As written, this looks to me like the standard no-pivot, strictly diagonal LDLᵀ/LDLᴴ recursion, rather than the more general symmetric-indefinite factorization many users may expect from an LDL API.

To handle symmetric/Hermitian-indefinite factorizations, you have to use the Bunch–Kaufman family (or equivalent): symmetric pivoting/permutations, with D allowed to have 1×1 and 2×2 blocks.

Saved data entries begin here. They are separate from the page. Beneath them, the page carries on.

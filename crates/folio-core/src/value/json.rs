//! JSON conversions for values and documents.
//!
//! `to_json` produces the response shape handed to transport layers;
//! `from_json` is schema-agnostic and never produces references (the
//! lifecycle data validator coerces text ids into references).

use crate::{
    model::DOCUMENT_ID,
    value::{Document, Value},
};
use serde_json::{Map, Number, Value as JsonValue};

/// Key carrying the variant tag of a dynamic-zone instance.
pub const COMPONENT_KEY: &str = "__component";

/// Key carrying the variant tag of a polymorphic relation instance.
pub const MORPH_TYPE_KEY: &str = "__type";

impl Value {
    /// Convert a JSON value into a schema-agnostic `Value`.
    #[must_use]
    pub fn from_json(json: &JsonValue) -> Self {
        match json {
            JsonValue::Null => Self::Null,
            JsonValue::Bool(b) => Self::Bool(*b),
            JsonValue::Number(n) => n
                .as_i64()
                .map(Self::Int)
                .or_else(|| n.as_f64().map(Self::Float))
                .unwrap_or(Self::Null),
            JsonValue::String(s) => Self::Text(s.clone()),
            JsonValue::Array(items) => Self::List(items.iter().map(Self::from_json).collect()),
            JsonValue::Object(_) => Self::Json(json.clone()),
        }
    }

    /// Render this value in response shape.
    #[must_use]
    pub fn to_json(&self) -> JsonValue {
        match self {
            Self::Null => JsonValue::Null,
            Self::Bool(b) => JsonValue::Bool(*b),
            Self::Int(i) => JsonValue::Number(Number::from(*i)),
            Self::Float(f) => Number::from_f64(*f).map_or(JsonValue::Null, JsonValue::Number),
            Self::Text(s) => JsonValue::String(s.clone()),
            Self::Json(json) => json.clone(),
            Self::List(items) => JsonValue::Array(items.iter().map(Self::to_json).collect()),
            Self::Ref(id) => {
                let mut map = Map::new();
                map.insert(DOCUMENT_ID.to_string(), JsonValue::String(id.to_string()));
                JsonValue::Object(map)
            }
            Self::Doc(document) => document.to_json(),
            Self::Variant(variant) => {
                let mut rendered = match variant.value.to_json() {
                    JsonValue::Object(map) => map,
                    other => {
                        let mut map = Map::new();
                        map.insert("value".to_string(), other);
                        map
                    }
                };
                let key = match variant.value {
                    Self::Doc(_) => COMPONENT_KEY,
                    _ => MORPH_TYPE_KEY,
                };
                rendered.insert(key.to_string(), JsonValue::String(variant.tag.clone()));
                JsonValue::Object(rendered)
            }
        }
    }
}

impl Document {
    /// Render the document as a JSON object with `documentId` and `status`.
    #[must_use]
    pub fn to_json(&self) -> JsonValue {
        let mut map = Map::new();
        map.insert(
            DOCUMENT_ID.to_string(),
            JsonValue::String(self.id().to_string()),
        );
        if let Some(status) = self.status() {
            map.insert(
                "status".to_string(),
                JsonValue::String(status.as_str().to_string()),
            );
        }
        for (name, value) in self.fields() {
            map.insert(name.clone(), value.to_json());
        }

        JsonValue::Object(map)
    }
}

That extra machinery matters for general Hermitian/symmetric indefinite matrices.

In particular, without pivoting and with D forced to be strictly diagonal, this does not cover all symmetric matrices. For example, [[0, 1], [1, 0]] does not admit a factorization of the form A = L D Lᵀ with unit-lower-triangular L and diagonal D in that fixed ordering.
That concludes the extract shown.